Interestingly, finally an example of how ALLOWED_HOSTS should look
ALLOWED_HOSTS = [
'your-domain.com',
'www.your-domain.com',
'dev.your-domain.com',
'staging.your-domain.com',
'becoming-an-entdev.herokuapp.com',
'mighty-sea-09431.herokuapp.com',
'pure-atoll-19670.herokuapp.com',
]
And what NOT to do:
ALLOWED_HOSTS = [
'*',
'.your-domain.com',
]
.env files
Python follows the same conventions as node, yay! So now there is a .env in my repo which is gitignored and holds my sensitive secrets data and other env dependent variables. For now I have set my secret keys to something fun but not easily hackable, and later in the book I’ll learn how to generate properly secure keys.

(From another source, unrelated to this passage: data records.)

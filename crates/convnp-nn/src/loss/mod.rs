// SPDX-License-Identifier: AGPL-3.0-or-later
// © 2025 Ryo ∴ SpiralArchitect (kishkavsesvit@icloud.com)
// Part of SpiralTorch — Licensed under AGPL-3.0-or-later.
// Unauthorized derivative works or closed redistribution prohibited under AGPL §13.

//! Likelihood objectives and the losses built from them.
//!
//! Every objective is produced per batch element; losses average over the
//! batch and normalise by the number of target points.

mod nll;

use convnp_core::backend::ExecContext;
use convnp_core::error::{self, Result};
use convnp_core::{ops, Tensor};
use rand::rngs::StdRng;
use serde::{Deserialize, Serialize};

use crate::data::Batch;
use crate::latent::LatentDistribution;
use crate::model::NeuralProcess;

pub use nll::NegativeLogLikelihood;

/// Training objective of a neural process.
#[derive(Clone, Copy, Debug, PartialEq, Eq, Serialize, Deserialize)]
#[serde(tag = "kind", rename_all = "snake_case")]
pub enum Objective {
    /// Exact log-likelihood of a deterministic model.
    Exact,
    /// Log-likelihood averaged over samples from the context-only latent.
    MonteCarlo { num_samples: usize },
    /// Importance-weighted bound with the context-only latent as proposal.
    ImportanceWeighted { num_samples: usize },
    /// Evidence lower bound with a posterior from context and targets.
    Elbo { num_samples: usize },
}

impl Objective {
    pub fn num_samples(&self) -> Option<usize> {
        match *self {
            Objective::Exact => None,
            Objective::MonteCarlo { num_samples }
            | Objective::ImportanceWeighted { num_samples }
            | Objective::Elbo { num_samples } => Some(num_samples),
        }
    }

    pub fn is_latent(&self) -> bool {
        !matches!(self, Objective::Exact)
    }

    pub fn validate(&self) -> Result<()> {
        match self.num_samples() {
            Some(0) => Err(error::invalid("objective.num_samples", "must be at least 1")),
            _ => Ok(()),
        }
    }
}

fn check_sample_axis(label: &'static str, log_likelihoods: &Tensor) -> Result<usize> {
    let shape = log_likelihoods.shape();
    match shape.as_slice() {
        [_, samples] if *samples > 0 => Ok(*samples),
        _ => Err(error::shape(format!(
            "{label}: expected (batch, samples) log-likelihoods, got {shape:?}"
        ))),
    }
}

/// Plain Monte Carlo estimate: the mean of per-sample log-likelihoods.
pub fn monte_carlo(ctx: &ExecContext, log_likelihoods: &Tensor) -> Result<Tensor> {
    let samples = check_sample_axis("monte_carlo", log_likelihoods)?;
    let total = ops::sum(ctx, log_likelihoods, &[1], false)?;
    ops::scale(ctx, &total, 1.0 / samples as f64)
}

/// `log (1/S) Σ_s p(y | z_s)`, evaluated stably in log space.
pub fn importance_weighted(ctx: &ExecContext, log_likelihoods: &Tensor) -> Result<Tensor> {
    let samples = check_sample_axis("importance_weighted", log_likelihoods)?;
    let pooled = ops::logsumexp(ctx, log_likelihoods, &[1])?;
    let batch = log_likelihoods.shape()[0];
    let pooled = ops::reshape(ctx, &pooled, &[batch])?;
    ops::add_scalar(ctx, &pooled, -(samples as f64).ln())
}

/// Reconstruction term minus `KL(posterior ‖ prior)`.
pub fn elbo(
    ctx: &ExecContext,
    log_likelihoods: &Tensor,
    posterior: &LatentDistribution,
    prior: &LatentDistribution,
) -> Result<Tensor> {
    let reconstruction = monte_carlo(ctx, log_likelihoods)?;
    let kl = posterior.kl(ctx, prior)?;
    ops::sub(ctx, &reconstruction, &kl)
}

/// Averages a per-batch objective and turns it into a loss per target point.
pub fn normalised_loss(ctx: &ExecContext, objective: &Tensor, num_targets: usize) -> Result<Tensor> {
    let batch = objective.len();
    if batch == 0 || num_targets == 0 {
        return Err(error::shape("cannot normalise an empty objective"));
    }
    let total = ops::sum(ctx, objective, &[], false)?;
    ops::scale(ctx, &total, -1.0 / (batch * num_targets) as f64)
}

/// Loss over a neural process and a batch. Gradients flow through the tape,
/// so only the forward pass is needed.
pub trait Loss {
    fn forward<M: NeuralProcess + ?Sized>(
        &mut self,
        ctx: &ExecContext,
        model: &M,
        batch: &Batch,
        rng: &mut StdRng,
    ) -> Result<Tensor>;
}
// SPDX-License-Identifier: AGPL-3.0-or-later
// © 2025 Ryo ∴ SpiralArchitect (kishkavsesvit@icloud.com)
// Part of SpiralTorch — Licensed under AGPL-3.0-or-later.
// Unauthorized derivative works or closed redistribution prohibited under AGPL §13.

//! Convolutional decoder: grid features to a predictive distribution at the
//! target locations.

use convnp_core::backend::ExecContext;
use convnp_core::error::{self, Result};
use convnp_core::{ops, Tensor};
use ndarray::{ArrayD, IxDyn};
use rand::Rng;
use tracing::debug;

use crate::discretisation::Grid;
use crate::layers::{ConvStack, StackGeometry};
use crate::module::{Module, Parameter};
use crate::noise::{
    expand_trailing, positive_variance, split_mean_variance, AmortisedNoise, NoiseKind,
    RidgeSchedule,
};
use crate::pooling::PoolingPolicy;
use crate::setconv::SetConv;

/// Predictive distribution over the target outputs.
#[derive(Clone, Debug)]
pub enum Prediction {
    /// Independent Gaussians; mean and variance share one shape.
    Diagonal { mean: Tensor, variance: Tensor },
    /// Joint Gaussian per batch element: mean `(n, 1, batch)`, covariance
    /// `(n, n, batch)`.
    Correlated { mean: Tensor, covariance: Tensor },
}

impl Prediction {
    pub fn mean(&self) -> &Tensor {
        match self {
            Prediction::Diagonal { mean, .. } | Prediction::Correlated { mean, .. } => mean,
        }
    }

    /// Marginal variances, shaped like the mean.
    pub fn variance(&self, ctx: &ExecContext) -> Result<Tensor> {
        match self {
            Prediction::Diagonal { variance, .. } => Ok(variance.clone()),
            Prediction::Correlated { covariance, .. } => {
                let shape = covariance.shape();
                let n = shape[0];
                let mut eye_shape = vec![1usize; shape.len()];
                eye_shape[0] = n;
                eye_shape[1] = n;
                let eye = ArrayD::from_shape_fn(IxDyn(&eye_shape), |index| {
                    if index[0] == index[1] {
                        1.0
                    } else {
                        0.0
                    }
                });
                let masked = ops::mul(ctx, covariance, &Tensor::from_array(eye))?;
                ops::sum(ctx, &masked, &[1], true)
            }
        }
    }

    /// Log-likelihood of `y` summed over points and channels. The result has
    /// the mean's shape without its two leading axes.
    pub fn log_likelihood(&self, ctx: &ExecContext, y: &Tensor) -> Result<Tensor> {
        match self {
            Prediction::Diagonal { mean, variance } => {
                let y = expand_trailing(ctx, y, mean.ndim())?;
                let pointwise = ops::gaussian_logpdf(ctx, &y, mean, variance)?;
                ops::sum(ctx, &pointwise, &[0, 1], false)
            }
            Prediction::Correlated { mean, covariance } => {
                ops::mv_gaussian_logpdf(ctx, y, mean, covariance)
            }
        }
    }

    /// Drops a trailing axis of size one, e.g. after pooling latent samples.
    pub fn squeeze_trailing(self, ctx: &ExecContext) -> Result<Self> {
        let squeeze = |t: &Tensor| -> Result<Tensor> {
            let mut shape = t.shape();
            if shape.len() > 3 && shape.last() == Some(&1) {
                shape.pop();
                ops::reshape(ctx, t, &shape)
            } else {
                Ok(t.clone())
            }
        };
        Ok(match self {
            Prediction::Diagonal { mean, variance } => Prediction::Diagonal {
                mean: squeeze(&mean)?,
                variance: squeeze(&variance)?,
            },
            Prediction::Correlated { mean, covariance } => Prediction::Correlated {
                mean: squeeze(&mean)?,
                covariance: squeeze(&covariance)?,
            },
        })
    }
}

/// `x` such that `softplus(x) = value`.
pub fn inverse_softplus(value: f64) -> f64 {
    value + (-(-value).exp_m1()).ln()
}

#[derive(Debug)]
enum NoiseHead {
    Fixed {
        raw: Parameter,
    },
    Amortised(AmortisedNoise),
    Heteroscedastic,
    Correlated {
        rank: usize,
        raw: Parameter,
        ridge: RidgeSchedule,
        ridge_value: f64,
    },
}

/// Hyperparameters of a [`Decoder`].
#[derive(Clone, Copy, Debug)]
pub struct DecoderOptions {
    /// Channels of the grid features fed to the stack.
    pub in_channels: usize,
    pub y_channels: usize,
    /// Channels of the encoder representation the amortised head summarises.
    pub summary_channels: usize,
    pub noise: NoiseKind,
    pub ridge: RidgeSchedule,
    pub pooling: PoolingPolicy,
    pub geometry: StackGeometry,
    /// Starting length scale of the output set convolution.
    pub initial_scale: f64,
    /// Starting variance of the fixed and correlated heads.
    pub initial_noise: f64,
}

/// Conv stack over the grid, set convolution onto the targets and a noise
/// head that turns the result into a [`Prediction`].
#[derive(Debug)]
pub struct Decoder {
    convs: ConvStack,
    set_conv: SetConv,
    head: NoiseHead,
    y_channels: usize,
}

impl Decoder {
    pub fn new<R: Rng>(name: &str, options: DecoderOptions, rng: &mut R) -> Result<Self> {
        options.noise.validate(options.y_channels)?;
        if !(options.initial_noise > 0.0) {
            return Err(error::invalid(
                "decoder.initial_noise",
                format!("must be positive, got {}", options.initial_noise),
            ));
        }
        let head_channels = options.noise.head_channels(options.y_channels);
        let convs = ConvStack::new(
            &format!("{name}::convs"),
            options.in_channels,
            head_channels,
            options.geometry,
            rng,
        )?;
        let set_conv = SetConv::new(
            &format!("{name}::set_conv"),
            head_channels,
            options.initial_scale,
            false,
        )?;
        let raw_noise = inverse_softplus(options.initial_noise);
        let head = match options.noise {
            NoiseKind::Fixed => NoiseHead::Fixed {
                raw: Parameter::new(
                    format!("{name}::noise"),
                    ArrayD::from_elem(IxDyn(&[1, options.y_channels]), raw_noise),
                ),
            },
            NoiseKind::Amortised => NoiseHead::Amortised(AmortisedNoise::new(
                &format!("{name}::noise"),
                options.summary_channels,
                options.geometry.num_channels,
                options.y_channels,
                options.pooling,
                rng,
            )?),
            NoiseKind::Heteroscedastic => NoiseHead::Heteroscedastic,
            NoiseKind::Correlated { rank } => {
                options.ridge.validate()?;
                NoiseHead::Correlated {
                    rank,
                    raw: Parameter::new(
                        format!("{name}::noise"),
                        ArrayD::from_elem(IxDyn(&[1]), raw_noise),
                    ),
                    ridge: options.ridge,
                    ridge_value: options.ridge.value(0),
                }
            }
        };
        Ok(Self {
            convs,
            set_conv,
            head,
            y_channels: options.y_channels,
        })
    }

    pub fn y_channels(&self) -> usize {
        self.y_channels
    }

    /// Ridge currently added to correlated covariances.
    pub fn ridge(&self) -> Option<f64> {
        match &self.head {
            NoiseHead::Correlated { ridge_value, .. } => Some(*ridge_value),
            _ => None,
        }
    }

    pub fn set_epoch(&mut self, epoch: usize) {
        if let NoiseHead::Correlated {
            ridge, ridge_value, ..
        } = &mut self.head
        {
            *ridge_value = ridge.value(epoch);
            debug!(epoch, ridge = *ridge_value, "updated covariance ridge");
        }
    }

    /// Decodes `(grid, in_channels, batch...)` features onto `x_target`.
    /// `summary` is the encoder representation consumed by amortised noise.
    pub fn forward(
        &self,
        ctx: &ExecContext,
        features: &Tensor,
        grid: &Grid,
        x_target: &Tensor,
        summary: &Tensor,
    ) -> Result<Prediction> {
        let hidden = self.convs.forward(ctx, features)?;
        let out = self.set_conv.forward(ctx, grid.points(), &hidden, x_target)?;
        let rank = out.ndim();
        match &self.head {
            NoiseHead::Heteroscedastic => {
                let (mean, variance) = split_mean_variance(ctx, &out)?;
                Ok(Prediction::Diagonal { mean, variance })
            }
            NoiseHead::Fixed { raw } => {
                let variance = expand_trailing(ctx, &positive_variance(ctx, raw.value())?, rank)?;
                let variance = ops::broadcast_to(ctx, &variance, &out.shape())?;
                Ok(Prediction::Diagonal {
                    mean: out,
                    variance,
                })
            }
            NoiseHead::Amortised(head) => {
                let variance = expand_trailing(ctx, &head.forward(ctx, summary)?, rank)?;
                let variance = ops::broadcast_to(ctx, &variance, &out.shape())?;
                Ok(Prediction::Diagonal {
                    mean: out,
                    variance,
                })
            }
            NoiseHead::Correlated {
                rank: factor_rank,
                raw,
                ridge_value,
                ..
            } => {
                let mean = ops::narrow(ctx, &out, 1, 0, 1)?;
                let factor = ops::narrow(ctx, &out, 1, 1, *factor_rank)?;
                let low_rank = ops::batched_mul(ctx, &factor, &ops::batched_transpose(ctx, &factor)?)?;
                let low_rank = ops::scale(ctx, &low_rank, 1.0 / *factor_rank as f64)?;
                let noise = ops::add_scalar(ctx, &positive_variance(ctx, raw.value())?, *ridge_value)?;
                let mut diag_shape = out.shape();
                diag_shape.remove(1);
                let noise = ops::diagonal(ctx, &ops::broadcast_to(ctx, &noise, &diag_shape)?)?;
                let covariance = ops::add(ctx, &low_rank, &noise)?;
                Ok(Prediction::Correlated { mean, covariance })
            }
        }
    }
}

impl Module for Decoder {
    fn visit_parameters(&self, visitor: &mut dyn FnMut(&Parameter) -> Result<()>) -> Result<()> {
        self.convs.visit_parameters(visitor)?;
        self.set_conv.visit_parameters(visitor)?;
        match &self.head {
            NoiseHead::Fixed { raw } | NoiseHead::Correlated { raw, .. } => visitor(raw),
            NoiseHead::Amortised(head) => head.visit_parameters(visitor),
            NoiseHead::Heteroscedastic => Ok(()),
        }
    }

    fn visit_parameters_mut(
        &mut self,
        visitor: &mut dyn FnMut(&mut Parameter) -> Result<()>,
    ) -> Result<()> {
        self.convs.visit_parameters_mut(visitor)?;
        self.set_conv.visit_parameters_mut(visitor)?;
        match &mut self.head {
            NoiseHead::Fixed { raw } | NoiseHead::Correlated { raw, .. } => visitor(raw),
            NoiseHead::Amortised(head) => head.visit_parameters_mut(visitor),
            NoiseHead::Heteroscedastic => Ok(()),
        }
    }
}

#[cfg(test)]
mod tests {
    use super::*;
    use crate::discretisation::UniformDiscretisation1d;
    use approx::assert_abs_diff_eq;
    use rand::rngs::StdRng;
    use rand::SeedableRng;

    fn options(noise: NoiseKind) -> DecoderOptions {
        DecoderOptions {
            in_channels: 2,
            y_channels: 1,
            summary_channels: 2,
            noise,
            ridge: RidgeSchedule::Constant { value: 1e-3 },
            pooling: PoolingPolicy::Mean,
            geometry: StackGeometry {
                receptive_field: 1.0,
                points_per_unit: 4.0,
                num_layers: 2,
                num_channels: 4,
            },
            initial_scale: 0.5,
            initial_noise: 0.1,
        }
    }

    fn decode(noise: NoiseKind) -> Prediction {
        let ctx = ExecContext::cpu();
        let mut rng = StdRng::seed_from_u64(9);
        let decoder = Decoder::new("decoder", options(noise), &mut rng).unwrap();
        let targets = Tensor::from_shape_vec(&[3, 1, 2], vec![-0.5, 0.0, 0.25, 0.5, 0.75, 1.0]).unwrap();
        let grid = UniformDiscretisation1d::new(4.0, 0.5, 1)
            .unwrap()
            .grid(&[&targets])
            .unwrap();
        let features = Tensor::ones(&[grid.len(), 2, 2]);
        decoder.forward(&ctx, &features, &grid, &targets, &features).unwrap()
    }

    #[test]
    fn inverse_softplus_round_trips() {
        for value in [1e-3, 0.1, 1.0, 20.0] {
            let raw = inverse_softplus(value);
            let back = (1.0 + raw.exp()).ln();
            assert_abs_diff_eq!(back, value, epsilon = 1e-10);
        }
    }

    #[test]
    fn diagonal_heads_give_positive_variances() {
        let ctx = ExecContext::cpu();
        for noise in [NoiseKind::Fixed, NoiseKind::Amortised, NoiseKind::Heteroscedastic] {
            let prediction = decode(noise);
            assert_eq!(prediction.mean().shape(), vec![3, 1, 2]);
            let variance = prediction.variance(&ctx).unwrap();
            assert_eq!(variance.shape(), vec![3, 1, 2]);
            assert!(variance.to_vec().iter().all(|v| *v > 0.0), "{noise:?}");
        }
    }

    #[test]
    fn fixed_noise_is_shared_by_every_point() {
        let ctx = ExecContext::cpu();
        let variance = decode(NoiseKind::Fixed).variance(&ctx).unwrap().to_vec();
        for v in &variance {
            assert_abs_diff_eq!(*v, 0.1, epsilon = 1e-12);
        }
    }

    #[test]
    fn correlated_head_builds_a_valid_covariance() {
        let ctx = ExecContext::cpu();
        let prediction = decode(NoiseKind::Correlated { rank: 2 });
        let Prediction::Correlated { mean, covariance } = &prediction else {
            panic!("expected a correlated prediction");
        };
        assert_eq!(mean.shape(), vec![3, 1, 2]);
        assert_eq!(covariance.shape(), vec![3, 3, 2]);
        let cov = covariance.data();
        for b in 0..2 {
            for i in 0..3 {
                assert!(cov[[i, i, b]] >= 0.1);
                for j in 0..3 {
                    assert_abs_diff_eq!(cov[[i, j, b]], cov[[j, i, b]], epsilon = 1e-12);
                }
            }
        }
        let y = Tensor::zeros(&[3, 1, 2]);
        let ll = prediction.log_likelihood(&ctx, &y).unwrap();
        assert_eq!(ll.shape(), vec![2]);
        assert!(ll.to_vec().iter().all(|v| v.is_finite()));
    }

    #[test]
    fn ridge_follows_the_epoch() {
        let mut rng = StdRng::seed_from_u64(0);
        let mut opts = options(NoiseKind::Correlated { rank: 1 });
        opts.ridge = RidgeSchedule::InverseEpoch {
            initial: 1.0,
            floor: 0.0,
        };
        let mut decoder = Decoder::new("decoder", opts, &mut rng).unwrap();
        assert_eq!(decoder.ridge(), Some(1.0));
        decoder.set_epoch(3);
        assert_eq!(decoder.ridge(), Some(0.25));
    }
}
// SPDX-License-Identifier: AGPL-3.0-or-later
// © 2025 Ryo ∴ SpiralArchitect (kishkavsesvit@icloud.com)
// Part of SpiralTorch — Licensed under AGPL-3.0-or-later.
// Unauthorized derivative works or closed redistribution prohibited under AGPL §13.

//! Autograd core: the backward-node trait, the `GradFn` wrapper and the engine.

use std::rc::Rc;
use std::sync::atomic::{AtomicUsize, Ordering};

use ndarray::ArrayD;

use crate::error::Result;
use crate::Tensor;

/// Nodes implement this trait to participate in backprop.
pub trait BackwardNode {
    fn name(&self) -> &'static str;
    fn parents(&self) -> Vec<Tensor>;
    fn num_outputs(&self) -> usize;
    /// Maps the gradients of every output (`None` when an output did not
    /// receive any) to one optional gradient per parent.
    fn backward_multi(&self, grads_out: &[Option<ArrayD<f64>>]) -> Result<Vec<Option<ArrayD<f64>>>>;
}

static NEXT_GF_KEY: AtomicUsize = AtomicUsize::new(1);

/// Small wrapper around the node trait object with a stable key.
#[derive(Clone)]
pub struct GradFn(Rc<dyn BackwardNode>, usize);

impl GradFn {
    pub fn new<N: BackwardNode + 'static>(node: N) -> Self {
        let k = NEXT_GF_KEY.fetch_add(1, Ordering::Relaxed);
        Self(Rc::new(node), k)
    }
    #[inline]
    pub fn key(&self) -> usize {
        self.1
    }
    #[inline]
    pub fn name(&self) -> &'static str {
        self.0.name()
    }
    #[inline]
    pub fn parents(&self) -> Vec<Tensor> {
        self.0.parents()
    }
    #[inline]
    pub fn num_outputs(&self) -> usize {
        self.0.num_outputs()
    }
    #[inline]
    pub fn backward_multi(&self, grads_out: &[Option<ArrayD<f64>>]) -> Result<Vec<Option<ArrayD<f64>>>> {
        self.0.backward_multi(grads_out)
    }
}

pub mod engine;
pub use engine::run_backward;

To add them to heroku from the cli (must be logged in): heroku config:add SECRET_KEY=<key> --app <app name>
Procfiles
SMH. Here we are yet again with a procfile.
So far, this is what we’ve got, which cd’s into the app and then requests the wsgi file
web: sh -c 'cd ./app/ && exec gunicorn app.wsgi --log-file -'
Static Files
First add 'whitenoise.middleware.WhiteNoiseMiddleware', to the list of middlewares in the settings file.
And further down, these replace STATIC_URL
STATICFILES_STORAGE = 'whitenoise.storage.
CompressedManifestStaticFilesStorage'
STATIC_URL = '/staticfiles/'
STATIC_ROOT = posixpath.join(
*(BASE_DIR.split(os.path.sep) + ['staticfiles'])
)
and
MEDIA_URL = '/media/'
MEDIA_ROOT = posixpath.join(
*(BASE_DIR.split(os.path.sep) ['media'])
)
!! However, since the printing of this, and me using Django 5, the media root and static root variables were screwing up heroku and so I have left them out, see how it goes.
DBs
I found this delightful in regards to using SQLite as the db, even for a proof of concept.
This is not recommended if security is as important to you as it should be.
Dinder then goes on to list how to config not only SQLite, but MySQL, MariaDB (which is just a fork of MySQL and uses the same config), Oracle (if you’re magically an Oracle admin), Microsoft SQL Server, and finally PostgreSQL.
What is needed for  a heroku deploy is a bit different than a standard setup. No surprise there.